Karena itu, kata Perry, pihaknya akan secepatnya mengajukan revisi atas Undang Undang tentang BI tahun 1999 agar mendapat kewenangan tersebut. Berdasarkan UU yang ada selama ini, peran BI hanya menjaga stabilitas nilai tukar rupiah dan inflasi sehingga dibatasi untuk mendorong percepatan pembangunan.
Ia menyebut, salah satu instrumen yang bisa digunakan BI untuk mendorong pertumbuhan adalah dengan kebijakan makroprudensial. Kebijakan makroprudensial merupakan kebijakan yang berkaitan dengan dinamika di sektor keuangan yang bersumber dari interaksi antara makro ekonomi dengan mikro ekonomi.
Kendati bukan hal baru dan sudah diterapkan di Indonesia sejak krisis keuangan melanda Asia pada 1997/1998, istilah ini di tingkat internasional relatif baru menjadi perhatian dan banyak didiskusikan beberapa waktu terakhir. Kerangka makroprudensial BI merupakan bagian dari manajemen krisis bersama dengan kerangka kebijakan fiskal dari Kementerian Keuangan, OJK dan Lembaga Penjamin Simpanan (LPS).
Akan tetapi yang menarik, gagasan Perry untuk membawa BI lebih berperan terhadap pertumbuhan ekonomi persis seperti yang diinginkan Dana Moneter Internasional (IMF) dan Bank Dunia. Pada pertengahan tahun lalu, misalnya, Dewan Eksekutif IMF lewat keterangan resminya berjudul IMF Executive Board Approves Indonesia’s 2017 Financial System Stability Assessment setuju terhadap penilaian stabilitas sistem keuangan di Indonesia. Seperti Perry, IMF menilai kewenangan BI tidak diatur secara tegas dalam hal makroprudensial untuk mendorong pembangunan ekonomi.
Untuk menegaskan kewenangan tiap-tiap lembaga, IMF seperti juga Bank Dunia menyarankan perlunya merevisi UU tentang Otoritas Jasa Keuangan (OJK) dan juga UU BI. Selain memperjelas tanggung jawab OJK dalam hal pengawasan, revisi itu untuk memastikan BI berperan dalam mendorong pembangunan. Lewat revisi itu pula, kewenangan dan fungsi antara OJK serta BI tidak lagi tumpang tindih.
Tentu saja kesamaan gagasan Perry dan IMF itu perlu dipertanyakan, terlebih sosok ini pernah menduduki posisi penting sebagai Direktur Eksekutif IMF mewakili 13 negara anggota yang tergabung dalam South-East Asia Voting Group.

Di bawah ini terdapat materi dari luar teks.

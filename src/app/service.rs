//! Trip computer service — the hexagonal core.
//!
//! [`TripComputer`] owns the scheduler, the low-fuel alarm latch and the
//! last good value of every reading. All I/O flows through port traits
//! injected at call sites, so the whole service runs against mocks.
//!
//! ```text
//!  ClockPort ────┐
//!  Thermometer ──┤   ┌──────────────────────────┐ ──▶ DisplayPort
//!  AnalogPort ───┼─▶ │       TripComputer       │ ──▶ BuzzerPort
//!  TachPort ─────┤   │ Scheduler · Alarm · Calc │ ──▶ EventSink
//!  PulseCounters ┘   └──────────────────────────┘
//! ```

use log::{debug, info, warn};

use crate::alarm::{AlarmAction, AlarmPolicy, AlarmState};
use crate::config::TripConfig;
use crate::consumption::{Consumption, compute_consumption};
use crate::display::{self, Field};
use crate::error::SensorError;
use crate::scheduler::{CadenceKind, Scheduler};
use crate::sensors::analog::{self, AnalogChannel};
use crate::sensors::pulses::PulseCounters;
use crate::sensors::tach;

use super::events::{SensorKind, TripEvent};
use super::ports::{CadenceDelegate, ClockTime, EventSink, TripHardware};

// ───────────────────────────────────────────────────────────────
// Readings
// ───────────────────────────────────────────────────────────────

/// Last good value of everything on screen.
#[derive(Debug, Clone, Copy, Default, PartialEq)]
pub struct Readings {
    pub time: Option<ClockTime>,
    pub temperature_c: Option<i16>,
    pub battery_v: f32,
    pub rpm: Option<u32>,
    pub fuel_percent: f32,
    pub consumption: Option<Consumption>,
}

/// Cadences that fired during one scheduler poll.
#[derive(Default)]
struct DueSet {
    fast: bool,
    slow: bool,
    snapshot: Option<CadenceKind>,
}

impl CadenceDelegate for DueSet {
    fn on_cadence(&mut self, kind: CadenceKind) {
        match kind {
            CadenceKind::Fast => self.fast = true,
            CadenceKind::Slow => self.slow = true,
            CadenceKind::Distance | CadenceKind::Window => self.snapshot = Some(kind),
        }
    }
}

// ───────────────────────────────────────────────────────────────
// TripComputer
// ───────────────────────────────────────────────────────────────

/// The trip computer orchestrates every periodic task.
pub struct TripComputer<'a> {
    config: TripConfig,
    pulses: &'a PulseCounters,
    scheduler: Scheduler,
    alarm: AlarmPolicy,
    readings: Readings,
    snapshots: u32,
}

impl<'a> TripComputer<'a> {
    /// Construct the service. Call [`start`](Self::start) before the first
    /// [`tick`](Self::tick).
    pub fn new(config: TripConfig, pulses: &'a PulseCounters) -> Self {
        let scheduler = Scheduler::new(&config);
        let alarm = AlarmPolicy::new(&config);
        Self {
            config,
            pulses,
            scheduler,
            alarm,
            readings: Readings::default(),
            snapshots: 0,
        }
    }

    // ── Lifecycle ─────────────────────────────────────────────

    /// Zero the counters, draw every field once and restart all cadences
    /// from `now_ms`.
    pub fn start(
        &mut self,
        now_ms: u64,
        hw: &mut impl TripHardware,
        sink: &mut impl EventSink,
    ) {
        let discarded = self.pulses.take_raw_and_reset();
        if discarded.distance > 0 || discarded.flow_in > 0 || discarded.flow_out > 0 {
            debug!("Discarded pre-start pulses: {:?}", discarded);
        }

        self.refresh_fast(hw, sink);
        self.refresh_slow(hw, sink);
        self.draw(hw, Field::Consumption);

        self.scheduler.restart(now_ms);
        sink.emit(&TripEvent::Started);
        info!(
            "Trip computer started (tank {} L, alarm at {:.0}%)",
            self.config.calibration.tank_capacity_l,
            self.alarm.low_percent()
        );
    }

    // ── Per-tick orchestration ────────────────────────────────

    /// Run one main-loop iteration: poll the scheduler, then do whatever
    /// work fell due, in fast → slow → snapshot order.
    ///
    /// `hw` satisfies every hardware port at once to avoid double mutable
    /// borrows.
    pub fn tick(
        &mut self,
        now_ms: u64,
        hw: &mut impl TripHardware,
        sink: &mut impl EventSink,
    ) {
        let mut due = DueSet::default();
        let distance = self.pulses.distance_pulses();
        self.scheduler.tick(now_ms, distance, &mut due);

        if due.fast {
            self.refresh_fast(hw, sink);
        }
        if due.slow {
            self.refresh_slow(hw, sink);
        }
        if let Some(trigger) = due.snapshot {
            self.update_consumption(trigger, hw, sink);
        }
    }

    // ── Queries ───────────────────────────────────────────────

    pub fn readings(&self) -> &Readings {
        &self.readings
    }

    pub fn alarm_state(&self) -> AlarmState {
        self.alarm.state()
    }

    pub fn config(&self) -> &TripConfig {
        &self.config
    }

    /// Number of consumption computations since start.
    pub fn snapshot_count(&self) -> u32 {
        self.snapshots
    }

    // ── Internal ──────────────────────────────────────────────

    /// Temperature, battery voltage, engine speed.
    fn refresh_fast(&mut self, hw: &mut impl TripHardware, sink: &mut impl EventSink) {
        match hw.read_celsius() {
            Ok(c) => {
                self.readings.temperature_c = Some(c);
                self.draw(hw, Field::Temperature);
            }
            // The first pipelined conversion is still running.
            Err(SensorError::NotReady) => {}
            Err(e) => self.sensor_fault(SensorKind::Thermometer, e, sink),
        }

        let raw = hw.read(AnalogChannel::BatteryVoltage);
        self.readings.battery_v = analog::battery_volts(
            raw,
            self.config.adc_full_scale,
            self.config.voltage_ref_v,
            self.config.voltage_divider,
        );
        self.draw(hw, Field::Voltage);

        self.readings.rpm = hw
            .read_pulse_width_us()
            .and_then(|w| tach::rpm_from_pulse_width(w, self.config.tach_pulses_per_rev));
        self.draw(hw, Field::Rpm);
    }

    /// Clock and fuel level; the fuel reading drives the alarm latch.
    fn refresh_slow(&mut self, hw: &mut impl TripHardware, sink: &mut impl EventSink) {
        match hw.read_time() {
            Ok(t) => {
                self.readings.time = Some(t);
                self.draw(hw, Field::Clock);
            }
            Err(e) => self.sensor_fault(SensorKind::Clock, e, sink),
        }

        let raw = hw.read(AnalogChannel::FuelLevel);
        let pct = analog::fuel_percent(raw, self.config.adc_full_scale, self.config.fuel_scale);
        self.readings.fuel_percent = pct;
        self.draw(hw, Field::Fuel);

        match self.alarm.evaluate(pct) {
            AlarmAction::Sound => {
                let tone = self.config.alarm_tone;
                hw.tone(tone.on_ms, tone.off_ms, tone.repeat);
                sink.emit(&TripEvent::LowFuelAlarm { fuel_percent: pct });
            }
            AlarmAction::Rearmed => {
                sink.emit(&TripEvent::AlarmRearmed { fuel_percent: pct });
            }
            AlarmAction::None => {}
        }
    }

    /// Snapshot the counters and recompute consumption.
    fn update_consumption(
        &mut self,
        trigger: CadenceKind,
        hw: &mut impl TripHardware,
        sink: &mut impl EventSink,
    ) {
        let raw = self.pulses.take_raw_and_reset();
        let consumption = compute_consumption(&raw.into(), &self.config.calibration);
        self.snapshots = self.snapshots.wrapping_add(1);
        self.readings.consumption = Some(consumption);
        self.draw(hw, Field::Consumption);

        debug!("{:?} snapshot {:?} -> {}", trigger, raw, consumption);
        sink.emit(&TripEvent::ConsumptionUpdated {
            trigger,
            pulses: raw,
            consumption,
        });
    }

    fn sensor_fault(&self, sensor: SensorKind, error: SensorError, sink: &mut impl EventSink) {
        warn!("{:?} read failed: {}; keeping last value", sensor, error);
        sink.emit(&TripEvent::SensorFault { sensor, error });
    }

    /// Render one field from the stored readings.
    fn draw(&self, hw: &mut impl TripHardware, field: Field) {
        let r = &self.readings;
        let text = match field {
            Field::Consumption => display::format_consumption(r.consumption.as_ref()),
            Field::Clock => match r.time {
                Some(t) => display::format_clock(t),
                None => return,
            },
            Field::Temperature => match r.temperature_c {
                Some(c) => display::format_temperature(c),
                None => return,
            },
            Field::Voltage => display::format_voltage(r.battery_v),
            Field::Rpm => display::format_rpm(r.rpm),
            Field::Fuel => display::format_fuel(r.fuel_percent),
        };
        let (row, col) = field.position();
        hw.write(row, col, &text);
    }
}

// ───────────────────────────────────────────────────────────────
// Tests
// ───────────────────────────────────────────────────────────────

Menanggapi hal tersebut anggota Komisi XI DPR, Faisol Riza mengingatkan, agar Perry tidak melulu menuruti “resep” dari IMF yang bisa saja membawa situasi menjadi lebih buruk. BI sebaiknya fokus pada hal-hal penting dan mendesak antara lain penurunan tingkat bunga perbankan, stabilitas nilia tukar rupiah dan mengelola neraca perdagangan yang defisit pada Januari 2018.
Mengutip data resmi BI, Riza menyebutkan, neraca perdagangan Indonesia tercatat defisit sekitar US$ 0,68 miliar pada Januari lalu. Defisit juga terjadi pada Februari 2018 yang mencapai US$ 0,12 miliar. Dari jumlah ini, maka total defisit dalam tiga bulan sejak Desember 2017 mencapai US$ 1,1 miliar.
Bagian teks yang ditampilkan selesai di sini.